Running Scratchelys on the Wharf since 1989 has been a labour of love for Neil Slater. Its continued growth and popularity is a testament to his passion and business acumen. By Frank Leggett
“I started my career just outside Newcastle (NSW) at the Hexham Bowling Club—famous for Ozzie the Mozzie, the gigantic mosquito statue out front. At that time, I was attending teacher’s college and working in pubs, clubs and restaurants in the evenings. Once I graduated, I was employed as a teacher for four years but also worked in restaurants three nights a week. I decided to follow my heart and in 1983, I gave up teaching and took a job at the Alpine Hotel in Thredbo.
“For the next five years, I worked in restaurants and as a ski instructor in Australia, the USA and Austria. Then I met my beautiful wife, Donna, and we continued to move around a lot, running restaurants in Thredbo, Newcastle and Dunk Island.
“During the 1988 bicentennial year, we returned to Newcastle and I was working as a very aspirational waiter. When the NSW Government moved the Stockton Ferry Terminal and left the building vacant, I knew this was the time to take the plunge. I was working at Queen’s Wharf, the restaurant next door, and counted the numbers for every session from February to November. I figured that if we could get one third of the available market we could make this work. We won the tender and in 1989 we opened Scratchleys BYO. Our point of difference was that our restaurant was completely BYO when others were charging outrageous amounts for booze.
“For 10 years, the building was a ferry terminal masquerading as a restaurant. The toilets were outside so our diners had to walk out the front door and around the back to use the facilities.
“In 1999, BHP closed its steelworks in Newcastle and everyone expected the city to die. That was the year I fully refurbished the restaurant, doubling our capacity and finally moving the toilets inside. We also utilised a number of environmental initiatives and won an award from the Master Builder’s Association for the most energy-efficient building in Australia.
“Obviously, the financial side of things is important but a restaurant shouldn’t be driven by the dollars alone. It has to be driven by a love for the industry and a love of people. If you do it for the right reason, the money is the end result.”—Neil Slater
“Scratchleys was reinvented as a fully licensed restaurant with a 300-bottle wine list.
“Newcastle doesn’t have a big tourism industry so I rely on local people and return clientele. While our dedication to consistency had given us nearly 30 years of business, you also need someone with the drive to make the business work. I like to know my guests and staff intimately, and now at 60 years of age I am more of a father figure to my young team.
“A restaurant shouldn’t be driven by the dollars alone. It has to be driven by a love for the industry and a love of people. If you do it for the right reason, the money is the end result.

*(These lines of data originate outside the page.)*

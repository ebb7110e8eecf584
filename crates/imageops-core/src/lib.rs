//! # imageops-core
//!
//! Core types shared by every imageops operator.
//!
//! - [`ImageBatch`] - B×H×W×C float frames in [0, 1], RGB or RGBA
//! - [`MaskBatch`] - B×H×W single-channel masks in [0, 1]
//! - [`MaskTensor`] - raw, shape-varying mask input as handed over by a host
//! - [`OpsConfig`] - process-wide tunables (epsilon, luma weights, gamma range, size guards)
//! - [`OpsError`] / [`OpsResult`] - error kinds shared by all operators
//!
//! ## Crate Structure
//!
//! ```text
//! imageops-core (this crate)
//!    ^
//!    |
//!    +-- imageops (adapter, engines, operators)
//!    +-- imageops-tests (integration tests)
//!    +-- imageops-bench (benchmarks)
//! ```
//!
//! ## Memory Layout
//!
//! Frames are stored back to back in one contiguous buffer, each frame
//! row-major, top-to-bottom, channels interleaved:
//!
//! ```text
//! frame 0: [R G B A R G B A ...] row 0
//!          [R G B A R G B A ...] row 1
//! frame 1: ...
//! ```

#![warn(missing_docs)]
#![warn(rustdoc::missing_crate_level_docs)]

pub mod batch;
pub mod config;
pub mod error;
pub mod pixel;
pub mod tensor;

pub use batch::{ImageBatch, MaskBatch};
pub use config::OpsConfig;
pub use error::{OpsError, OpsResult};
pub use pixel::{clamp01, luma};
pub use tensor::MaskTensor;

/// Prelude module for convenient imports.
///
/// ```
/// use imageops_core::prelude::*;
/// ```
pub mod prelude {
    pub use crate::batch::{ImageBatch, MaskBatch};
    pub use crate::config::OpsConfig;
    pub use crate::error::{OpsError, OpsResult};
    pub use crate::pixel::{clamp01, luma};
    pub use crate::tensor::MaskTensor;
}
//! Masked composite applied after every image operator.
//!
//! `out = original * (1 - mask) + processed * mask`, per channel, alpha
//! included. Without a mask the processed batch is returned as is.

use imageops_core::{ImageBatch, MaskTensor, OpsError, OpsResult};
#[allow(unused_imports)]
use tracing::{debug, trace};

use crate::adapter::prepare_mask;
use crate::parallel::for_each_chunk;

/// Blends `processed` over `original` through an optional host mask.
///
/// # Errors
///
/// - [`OpsError::InvalidInput`] if a usable mask is present and the two
///   batches differ in shape, or the mask tensor has rank 0 or 1.
pub fn composite_masked(
    original: &ImageBatch,
    processed: ImageBatch,
    mask: Option<&MaskTensor>,
) -> OpsResult<ImageBatch> {
    let (b, h, w, c) = original.shape();
    let Some(m) = prepare_mask(mask, b, h, w)? else {
        return Ok(processed);
    };
    if original.shape() != processed.shape() {
        return Err(OpsError::invalid_input(format!(
            "masked composite needs matching shapes, original {:?} vs processed {:?}",
            original.shape(),
            processed.shape()
        )));
    }
    trace!(batch = b, width = w, height = h, "masked::composite");

    let orig = original.data();
    let weights = m.data();
    let mut out = processed;
    let row_len = w * c;
    for_each_chunk(out.data_mut(), row_len, |row, dst| {
        let base = row * row_len;
        let mrow = &weights[row * w..(row + 1) * w];
        for (x, &mv) in mrow.iter().enumerate() {
            for ch in 0..c {
                let i = x * c + ch;
                dst[i] = orig[base + i] * (1.0 - mv) + dst[i] * mv;
            }
        }
    });
    Ok(out)
}
//! Vector masks: paint strokes and closed bezier shapes.
//!
//! The host hands over a loosely structured payload, either a JSON value or
//! JSON text:
//!
//! ```json
//! {"version": 1, "mode": "paint",
//!  "strokes": [{"points": [[0.1, 0.1], [0.9, 0.9]], "brush": 12, "erase": false}]}
//!
//! {"version": 1, "mode": "bezier", "steps": 48,
//!  "points": [{"x": 0.1, "y": 0.1}, {"x": 0.9, "y": 0.1}, {"x": 0.5, "y": 0.9}]}
//! ```
//!
//! Coordinates are normalized to the frame. Parsing never fails: anything
//! malformed is dropped, down to an empty shape.
//!
//! Bezier mode treats the points as a closed Catmull-Rom loop. Each span
//! `p1 -> p2` becomes a cubic with controls `p1 + (p2 - p0) / 6` and
//! `p2 - (p3 - p1) / 6`, is sampled `steps` times, and the resulting polygon
//! is filled.

use imageops_core::{ImageBatch, MaskBatch, OpsConfig, OpsResult, clamp01};
use serde::{Deserialize, Serialize};
use serde_json::Value;
use tracing::{debug, trace, warn};

use crate::adapter::select_source;
use crate::filter::convolve_separable;
use crate::kernel::Kernel;
use crate::raster::Canvas;

const DEFAULT_BRUSH: f64 = 24.0;
const DEFAULT_STEPS: f64 = 48.0;
const MIN_STEPS: f64 = 8.0;
const MAX_STEPS: f64 = 256.0;

/// One paint stroke in normalized coordinates.
#[derive(Debug, Clone, PartialEq)]
pub struct Stroke {
    /// Polyline vertices.
    pub points: Vec<(f32, f32)>,
    /// Brush diameter in pixels.
    pub brush: f32,
    /// Paint 0 instead of 255.
    pub erase: bool,
}

/// Parsed vector mask geometry.
#[derive(Debug, Clone, PartialEq)]
pub enum VectorMaskSpec {
    /// Strokes painted in order onto one canvas.
    Paint {
        /// Strokes with at least two usable points.
        strokes: Vec<Stroke>,
    },
    /// Closed Catmull-Rom loop.
    Bezier {
        /// Control points.
        points: Vec<(f32, f32)>,
        /// Samples per span.
        steps: usize,
    },
}

impl Default for VectorMaskSpec {
    fn default() -> Self {
        Self::Paint { strokes: Vec::new() }
    }
}

/// Reads a number, accepting numeric strings.
fn as_number(v: &Value) -> Option<f64> {
    let n = match v {
        Value::Number(n) => n.as_f64(),
        Value::String(s) => s.trim().parse().ok(),
        _ => None,
    };
    n.filter(|f| f.is_finite())
}

fn truthy(v: &Value) -> bool {
    match v {
        Value::Bool(b) => *b,
        Value::Number(n) => n.as_f64().is_some_and(|f| f != 0.0),
        Value::String(s) => !s.is_empty(),
        Value::Array(a) => !a.is_empty(),
        Value::Object(o) => !o.is_empty(),
        Value::Null => false,
    }
}

fn parse_stroke(v: &Value) -> Option<Stroke> {
    let obj = v.as_object()?;
    let points: Vec<(f32, f32)> = obj
        .get("points")
        .and_then(Value::as_array)?
        .iter()
        .filter_map(|p| {
            let p = p.as_array().filter(|p| p.len() >= 2)?;
            Some((as_number(&p[0])? as f32, as_number(&p[1])? as f32))
        })
        .collect();
    if points.len() < 2 {
        return None;
    }
    let brush = obj
        .get("brush")
        .and_then(as_number)
        .filter(|b| *b != 0.0)
        .unwrap_or(DEFAULT_BRUSH);
    let erase = obj.get("erase").is_some_and(truthy);
    Some(Stroke { points, brush: brush as f32, erase })
}

fn parse_bezier_point(v: &Value) -> Option<(f32, f32)> {
    let obj = v.as_object()?;
    let coord = |key: &str| obj.get(key).and_then(as_number).unwrap_or(0.0) as f32;
    Some((coord("x"), coord("y")))
}

impl VectorMaskSpec {
    /// Interprets a JSON value. Non-objects yield an empty paint spec.
    pub fn from_value(value: &Value) -> Self {
        let Some(obj) = value.as_object() else {
            if let Value::String(s) = value {
                return Self::parse(s);
            }
            if !value.is_null() {
                debug!("vector mask payload is not an object");
            }
            return Self::default();
        };

        let mode = obj
            .get("mode")
            .and_then(Value::as_str)
            .filter(|m| !m.is_empty())
            .unwrap_or("paint")
            .to_ascii_lowercase();

        if mode == "bezier" {
            let points = obj
                .get("points")
                .and_then(Value::as_array)
                .map(|pts| pts.iter().filter_map(parse_bezier_point).collect())
                .unwrap_or_default();
            let steps = obj
                .get("steps")
                .and_then(as_number)
                .unwrap_or(DEFAULT_STEPS)
                .clamp(MIN_STEPS, MAX_STEPS) as usize;
            return Self::Bezier { points, steps };
        }

        let strokes = obj
            .get("strokes")
            .and_then(Value::as_array)
            .map(|s| s.iter().filter_map(parse_stroke).collect())
            .unwrap_or_default();
        Self::Paint { strokes }
    }

    /// Parses JSON text. Invalid text yields an empty paint spec.
    pub fn parse(text: &str) -> Self {
        match serde_json::from_str::<Value>(text) {
            Ok(Value::String(_)) => Self::default(),
            Ok(v) => Self::from_value(&v),
            Err(e) => {
                warn!(error = %e, "invalid vector mask payload; using empty mask");
                Self::default()
            }
        }
    }

    /// Rasterizes onto a `width` × `height` 8-bit canvas.
    pub fn rasterize(&self, width: usize, height: usize) -> Canvas {
        let mut canvas = Canvas::new(width, height);
        let (fw, fh) = (width as f32, height as f32);
        let to_px = |p: &(f32, f32)| (p.0 * fw, p.1 * fh);

        match self {
            Self::Paint { strokes } => {
                for s in strokes {
                    let pts: Vec<(f32, f32)> = s.points.iter().map(to_px).collect();
                    let brush_px = s.brush.round_ties_even().max(1.0);
                    let value = if s.erase { 0 } else { 255 };
                    canvas.stroke_polyline(&pts, brush_px, value);
                    let r = (brush_px as u32 / 2).max(1) as f32;
                    for (x, y) in [pts[0], pts[pts.len() - 1]] {
                        canvas.fill_circle(x, y, r, value);
                    }
                }
            }
            Self::Bezier { points, steps } => {
                if points.len() >= 3 {
                    let pts: Vec<(f32, f32)> = points.iter().map(to_px).collect();
                    let outline = sample_closed_spline(&pts, *steps);
                    canvas.fill_polygon(&outline, 255);
                }
            }
        }
        canvas
    }
}

/// Samples a closed Catmull-Rom loop through `pts` as cubic bezier spans.
///
/// Every span contributes `steps + 1` samples except that spans after the
/// first drop their leading sample, which repeats the previous span's end.
pub fn sample_closed_spline(pts: &[(f32, f32)], steps: usize) -> Vec<(f32, f32)> {
    let n = pts.len();
    let steps = steps.max(1);
    let mut out = Vec::with_capacity(n * steps + 1);

    for i in 0..n {
        let p0 = pts[(i + n - 1) % n];
        let p1 = pts[i];
        let p2 = pts[(i + 1) % n];
        let p3 = pts[(i + 2) % n];
        let c1 = (p1.0 + (p2.0 - p0.0) / 6.0, p1.1 + (p2.1 - p0.1) / 6.0);
        let c2 = (p2.0 - (p3.0 - p1.0) / 6.0, p2.1 - (p3.1 - p1.1) / 6.0);

        let first = if i == 0 { 0 } else { 1 };
        for k in first..=steps {
            let t = k as f32 / steps as f32;
            let mt = 1.0 - t;
            let (a, b, c, d) = (mt * mt * mt, 3.0 * mt * mt * t, 3.0 * mt * t * t, t * t * t);
            out.push((
                a * p1.0 + b * c1.0 + c * c2.0 + d * p2.0,
                a * p1.1 + b * c1.1 + c * c2.1 + d * p2.1,
            ));
        }
    }
    out
}

/// Renders a vector mask payload at the source frame size.
#[derive(Debug, Clone, PartialEq, Serialize, Deserialize)]
#[serde(default)]
pub struct RotoMask {
    /// Shape payload, a JSON object or JSON text.
    pub payload: Value,
    /// Output `1 - mask`.
    pub invert: bool,
    /// Gaussian sigma in pixels; 0 keeps hard edges.
    pub feather: f32,
    /// Multiplier applied before inversion.
    pub opacity: f32,
}

impl Default for RotoMask {
    fn default() -> Self {
        Self {
            payload: serde_json::json!({"version": 1, "mode": "paint"}),
            invert: false,
            feather: 0.0,
            opacity: 1.0,
        }
    }
}

impl RotoMask {
    /// Rasterizes the payload once and repeats it for every source frame.
    ///
    /// # Errors
    ///
    /// [`imageops_core::OpsError::NoSource`] when neither input is given.
    pub fn render(
        &self,
        image: Option<&ImageBatch>,
        video: Option<&ImageBatch>,
        cfg: &OpsConfig,
    ) -> OpsResult<MaskBatch> {
        let src = select_source(image, video)?;
        let (b, h, w, _) = src.shape();
        trace!(invert = self.invert, feather = self.feather, opacity = self.opacity, batch = b, "roto::render");

        let spec = VectorMaskSpec::from_value(&self.payload);
        let mut mask = spec.rasterize(w, h).to_unit();

        if self.feather > 0.0 {
            // reflected taps wider than the frame add nothing
            let radius = ((3.0 * self.feather).ceil() as usize).min(w.max(h));
            let kernel = Kernel::gaussian(radius, self.feather, cfg.epsilon);
            mask = convolve_separable(&mask, 1, h, w, 1, &kernel);
        }
        for v in &mut mask {
            *v = clamp01(*v * self.opacity);
            if self.invert {
                *v = 1.0 - *v;
            }
        }

        let mut data = Vec::with_capacity(mask.len() * b);
        for _ in 0..b {
            data.extend_from_slice(&mask);
        }
        MaskBatch::from_data(b, h, w, data)
    }
}
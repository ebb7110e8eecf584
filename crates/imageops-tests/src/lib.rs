//! Integration tests for imageops crates.
//!
//! Cross-module properties: range invariants for every operator, identity
//! laws, the masked composite law, and rasterizer geometry.

/// Deterministic pseudo-random frames for property checks.
pub mod fixtures {
    use imageops_core::{ImageBatch, MaskTensor};

    /// Hash-based value in `[0, 1)` for an index and seed.
    pub fn noise(i: usize, seed: u32) -> f32 {
        let mut x = (i as u32).wrapping_mul(0x9E37_79B1) ^ seed.wrapping_mul(0x85EB_CA6B);
        x ^= x >> 15;
        x = x.wrapping_mul(0x2C1B_3C6D);
        x ^= x >> 12;
        (x >> 8) as f32 / (1u32 << 24) as f32
    }

    /// `batch` noisy frames with values in `[0, 1]`.
    pub fn noisy_image(batch: usize, height: usize, width: usize, channels: usize, seed: u32) -> ImageBatch {
        let data = (0..batch * height * width * channels).map(|i| noise(i, seed)).collect();
        ImageBatch::from_data(batch, height, width, channels, data).unwrap_or_else(|e| panic!("fixture: {e}"))
    }

    /// Noisy (H, W) mask tensor.
    pub fn noisy_mask(height: usize, width: usize, seed: u32) -> MaskTensor {
        MaskTensor::from_2d(height, width, (0..height * width).map(|i| noise(i, seed)).collect())
    }
}

#[cfg(test)]
mod tests {
    use approx::assert_abs_diff_eq;
    use serde_json::json;

    use imageops::{
        Blur, Clamp, ColorAdjust, ColorCorrect, CropReformat, DilateErode, EdgeDetect, Filter, Glow, HueSat,
        ImageBatch, ImageOp, Invert, Levels, LumaKey, MaskBatch, MaskTensor, Merge, MergeMode, MorphOp,
        Operator, OpsConfig, OpsError, ReformatMode, RotoMask, Sharpen, Transform,
    };
    use imageops_core::clamp01;

    use crate::fixtures::{noisy_image, noisy_mask};

    fn cfg() -> OpsConfig {
        OpsConfig::default()
    }

    fn all_operators() -> Vec<Operator> {
        vec![
            Operator::ColorCorrect(ColorCorrect { brightness: 0.2, contrast: 1.4, gamma: 0.7, saturation: 1.8 }),
            Operator::ColorAdjust(ColorAdjust { hue_deg: 40.0, hs_value: 1.3, ..Default::default() }),
            Operator::Levels(Levels { in_min: 0.1, in_max: 0.8, gamma: 2.0, out_min: 0.05, out_max: 0.9 }),
            Operator::HueSat(HueSat { hue_deg: -120.0, saturation: 2.0, value: 1.5 }),
            Operator::Invert(Invert { bypass: false, invert_alpha: true }),
            Operator::Clamp(Clamp { min: 0.2, max: 0.6 }),
            Operator::Blur(Blur { radius: 4, sigma: 2.0 }),
            Operator::Sharpen(Sharpen { amount: 2.0, radius: 2, sigma: 1.0, threshold: 0.05 }),
            Operator::EdgeDetect(EdgeDetect { strength: 3.0 }),
            Operator::Glow(Glow { threshold: 0.3, radius: 3, sigma: 2.0, intensity: 2.0 }),
            Operator::CropReformat(CropReformat {
                x: -3,
                y: 2,
                crop_w: 10,
                crop_h: 7,
                padding: 2,
                out_w: 9,
                out_h: 9,
                ..Default::default()
            }),
            Operator::Transform(Transform { translate_x: 2, rotate_deg: 30.0, scale: 1.3, ..Default::default() }),
            Operator::Transform(Transform { scale: 2.0, filter: Filter::Bicubic, ..Default::default() }),
            Operator::Transform(Transform {
                rotate_deg: 10.0,
                scale: 0.6,
                filter: Filter::Bicubic,
                expand: true,
                ..Default::default()
            }),
        ]
    }

    fn in_unit_range(data: &[f32]) -> bool {
        data.iter().all(|v| (0.0..=1.0).contains(v))
    }

    #[test]
    fn every_operator_stays_in_range() {
        for channels in [3, 4] {
            let img = noisy_image(2, 12, 14, channels, 7);
            for op in all_operators() {
                let out = op.apply(Some(&img), None, None, &cfg()).unwrap();
                assert_eq!(out.channels(), channels, "{}", op.name());
                assert!(in_unit_range(out.data()), "{} left [0, 1]", op.name());
            }
        }
    }

    #[test]
    fn mask_producers_stay_in_range() {
        let img = noisy_image(2, 16, 16, 3, 11);
        let key = LumaKey { low: 0.3, high: 0.6, softness: 0.1 }.apply(Some(&img), None, &cfg()).unwrap();
        assert!(in_unit_range(key.data()));

        let morph = DilateErode { op: MorphOp::Erode, radius: 2 }.apply(&key);
        assert!(in_unit_range(morph.data()));

        let merged = Merge { mode: MergeMode::Screen, mix: 0.7 }
            .apply(&img, &noisy_image(1, 16, 16, 4, 3), None, &cfg())
            .unwrap();
        assert!(in_unit_range(merged.data()));
    }

    #[test]
    fn identity_laws() {
        let img = noisy_image(2, 9, 11, 4, 5);

        let blurred = Blur { radius: 0, sigma: 3.0 }.apply(Some(&img), None, None, &cfg()).unwrap();
        assert_eq!(blurred, img);

        let clamped = Clamp { min: 0.0, max: 1.0 }.apply(Some(&img), None, None, &cfg()).unwrap();
        assert_eq!(clamped, img.clamped());

        let moved = Transform::default().apply(Some(&img), None, None, &cfg()).unwrap();
        assert_eq!(moved, img);

        let merged = Merge { mode: MergeMode::Multiply, mix: 0.0 }
            .apply(&img, &noisy_image(2, 9, 11, 4, 6), None, &cfg())
            .unwrap();
        assert_eq!(merged, img);

        let mask = MaskBatch::from_data(1, 3, 3, (0..9).map(|i| i as f32 / 8.0).collect()).unwrap();
        for op in [MorphOp::Dilate, MorphOp::Erode] {
            assert_eq!(DilateErode { op, radius: 0 }.apply(&mask), mask);
        }
    }

    #[test]
    fn levels_and_hue_sat_neutral() {
        let img = noisy_image(1, 8, 8, 4, 9);
        let lv = Levels::default().apply(Some(&img), None, None, &cfg()).unwrap();
        for (a, b) in lv.data().iter().zip(img.data()) {
            assert_abs_diff_eq!(*a, clamp01(*b), epsilon = 1e-5);
        }

        let hs = HueSat::default().apply(Some(&img), None, None, &cfg()).unwrap();
        for (a, b) in hs.data().chunks_exact(4).zip(img.data().chunks_exact(4)) {
            for c in 0..3 {
                assert_abs_diff_eq!(a[c], b[c], epsilon = 1e-4);
            }
            assert_eq!(a[3], b[3]);
        }
    }

    #[test]
    fn invert_twice_restores_rgb() {
        let img = noisy_image(2, 6, 6, 3, 13);
        let inv = Invert::default();
        let once = inv.apply(Some(&img), None, None, &cfg()).unwrap();
        let twice = inv.apply(Some(&once), None, None, &cfg()).unwrap();
        for (a, b) in twice.data().iter().zip(img.data()) {
            assert_abs_diff_eq!(*a, *b, epsilon = 1e-6);
        }
    }

    #[test]
    fn masked_composite_law() {
        let img = noisy_image(2, 10, 10, 4, 17);
        let op = Operator::HueSat(HueSat { hue_deg: 90.0, saturation: 0.5, value: 0.8 });
        let processed = op.apply(Some(&img), None, None, &cfg()).unwrap();

        let zeros = MaskTensor::from_2d(10, 10, vec![0.0; 100]);
        assert_eq!(op.apply(Some(&img), None, Some(&zeros), &cfg()).unwrap(), img);

        let ones = MaskTensor::from_2d(10, 10, vec![1.0; 100]);
        assert_eq!(op.apply(Some(&img), None, Some(&ones), &cfg()).unwrap(), processed);

        let mask = noisy_mask(10, 10, 23);
        let blended = op.apply(Some(&img), None, Some(&mask), &cfg()).unwrap();
        for f in 0..2 {
            for y in 0..10 {
                for x in 0..10 {
                    let m = mask.data()[y * 10 + x];
                    let (o, p, b) = (img.pixel(f, y, x), processed.pixel(f, y, x), blended.pixel(f, y, x));
                    for c in 0..4 {
                        assert_abs_diff_eq!(b[c], o[c] * (1.0 - m) + p[c] * m, epsilon = 1e-6);
                    }
                }
            }
        }
    }

    #[test]
    fn low_res_mask_is_resampled_and_broadcast() {
        let img = noisy_image(3, 16, 16, 3, 29);
        let mask = MaskTensor::new(vec![1, 1, 4, 4], vec![1.0; 16]);
        let out = Blur { radius: 2, sigma: 1.0 }.apply(Some(&img), None, Some(&mask), &cfg()).unwrap();
        let full = Blur { radius: 2, sigma: 1.0 }.apply(Some(&img), None, None, &cfg()).unwrap();
        assert_eq!(out, full);
    }

    #[test]
    fn reformat_fit_and_stretch_sizes() {
        let img = noisy_image(1, 20, 40, 3, 31);
        let fit = CropReformat { x: 0, y: 0, crop_w: 40, crop_h: 20, out_w: 30, out_h: 30, ..Default::default() };
        let out = fit.apply(Some(&img), None, None, &cfg()).unwrap();
        assert_eq!((out.width(), out.height()), (30, 30));
        // letterbox rows are zero-filled
        assert!(out.frame(0)[..30 * 3].iter().all(|v| *v == 0.0));
        assert!(out.frame(0)[29 * 30 * 3..].iter().all(|v| *v == 0.0));

        let stretch = CropReformat { mode: ReformatMode::Stretch, ..fit };
        let out = stretch.apply(Some(&img), None, None, &cfg()).unwrap();
        assert_eq!((out.width(), out.height()), (30, 30));
        assert!(out.data().iter().any(|v| *v > 0.0));
        assert!(out.frame(0)[..30 * 3].iter().any(|v| *v > 0.0));
    }

    #[test]
    fn reformat_guard_fires_before_allocation() {
        let img = noisy_image(1, 4, 4, 3, 1);
        let big = CropReformat { crop_w: 4, crop_h: 4, out_w: 100_000, out_h: 10, ..Default::default() };
        assert!(matches!(
            big.apply(Some(&img), None, None, &cfg()),
            Err(OpsError::SizeLimitExceeded { .. })
        ));
    }

    #[test]
    fn bezier_triangle_covers_triangle_area() {
        let img = noisy_image(1, 100, 100, 3, 37);
        let roto = RotoMask {
            payload: json!({
                "version": 1,
                "mode": "bezier",
                "points": [{"x": 0.1, "y": 0.1}, {"x": 0.9, "y": 0.1}, {"x": 0.5, "y": 0.9}]
            }),
            ..Default::default()
        };
        let mask = roto.render(Some(&img), None, &cfg()).unwrap();
        let filled = mask.data().iter().filter(|v| **v > 0.5).count() as f32;
        let triangle = 0.5 * 80.0 * 80.0;
        assert!(filled >= triangle * 0.98, "filled {}", filled);
        assert!(filled <= triangle * 2.0, "filled {}", filled);
    }

    #[test]
    fn luma_key_hard_band() {
        let img = ImageBatch::filled(1, 4, 4, &[0.5, 0.5, 0.5]).unwrap();
        let mask = LumaKey { low: 0.4, high: 0.6, softness: 0.0 }.apply(Some(&img), None, &cfg()).unwrap();
        for v in mask.data() {
            assert_abs_diff_eq!(*v, 1.0, epsilon = 1e-5);
        }
    }

    #[test]
    fn key_then_dilate_then_composite() {
        // keyed highlights, grown, used as the mask for a blur
        let img = noisy_image(2, 12, 12, 3, 41);
        let key = LumaKey { low: 0.7, high: 1.0, softness: 0.05 }.apply(Some(&img), None, &cfg()).unwrap();
        let grown = DilateErode { op: MorphOp::Dilate, radius: 1 }.apply(&key);
        let mask = MaskTensor::from(&grown);
        let out = Blur::default().apply(Some(&img), None, Some(&mask), &cfg()).unwrap();
        assert_eq!(out.shape(), img.shape());
        assert!(in_unit_range(out.data()));
    }

    #[test]
    fn operators_from_json_pipeline() {
        let ops: Vec<Operator> = serde_json::from_value(json!([
            {"op": "color_correct", "contrast": 1.2},
            {"op": "blur", "radius": 1},
            {"op": "transform", "rotate_deg": 90, "expand": true, "filter": "nearest"},
            {"op": "crop_reformat", "crop_w": 8, "crop_h": 8, "out_w": 4, "out_h": 4, "mode": "zoom"}
        ]))
        .unwrap();
        assert_eq!(ops.len(), 4);

        let mut img = noisy_image(1, 8, 12, 4, 43);
        for op in &ops {
            img = op.apply(Some(&img), None, None, &cfg()).unwrap();
        }
        assert_eq!((img.width(), img.height()), (4, 4));
        assert!(in_unit_range(img.data()));
    }

    #[test]
    fn config_file_drives_operators() {
        let dir = tempfile::tempdir().unwrap();
        let path = dir.path().join("ops.yaml");
        std::fs::write(&path, "max_scale_dimension: 20\nepsilon: 0.000001\n").unwrap();
        let cfg = OpsConfig::load(&path).unwrap();

        let img = noisy_image(1, 8, 8, 3, 47);
        let t = Transform { scale: 3.0, ..Default::default() };
        assert!(matches!(
            t.apply(Some(&img), None, None, &cfg),
            Err(OpsError::SizeLimitExceeded { limit: 20, .. })
        ));
        assert!(Transform { scale: 2.0, ..t }.apply(Some(&img), None, None, &cfg).is_ok());
    }
}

“We are the absolute waterfront restaurant in Newcastle, and people bring friends and relatives to show off the working harbour and the city. There are a lot of well-travelled people who would see Scratchleys as nothing more than a fish ’n’ chips shop with a nice feel. There are a lot more people who see Scratchleys as the epitome of dining. They bring mum here for her birthday and buy her a lobster. Each of our 100,000 guests per year is different and we have an obligation to meet their expectations. The fact that we’re fast approaching our 30th anniversary and the business is still growing indicates that we get it right a majority of the time.
“In November 2016 we opened our new bar ‘Battlesticks at Scratchleys’, a beautiful space that offers amazing cocktails, tasty tapas and live music five nights per week.
“In 2015, I was awarded the Hunter Business Chamber’s Business Leader of the Year and in 2016, I received the NSW Lifetime Achiever Award at the NSW Savour Australia Restaurant & Catering Hostplus Awards for Excellence. It’s a great honour to win these awards but it’s only possible with the help of my wife, my restaurant manager, my chefs and all the rest of my team. I wouldn’t be where we are today without such wonderful and committed people. They really know how to put in.”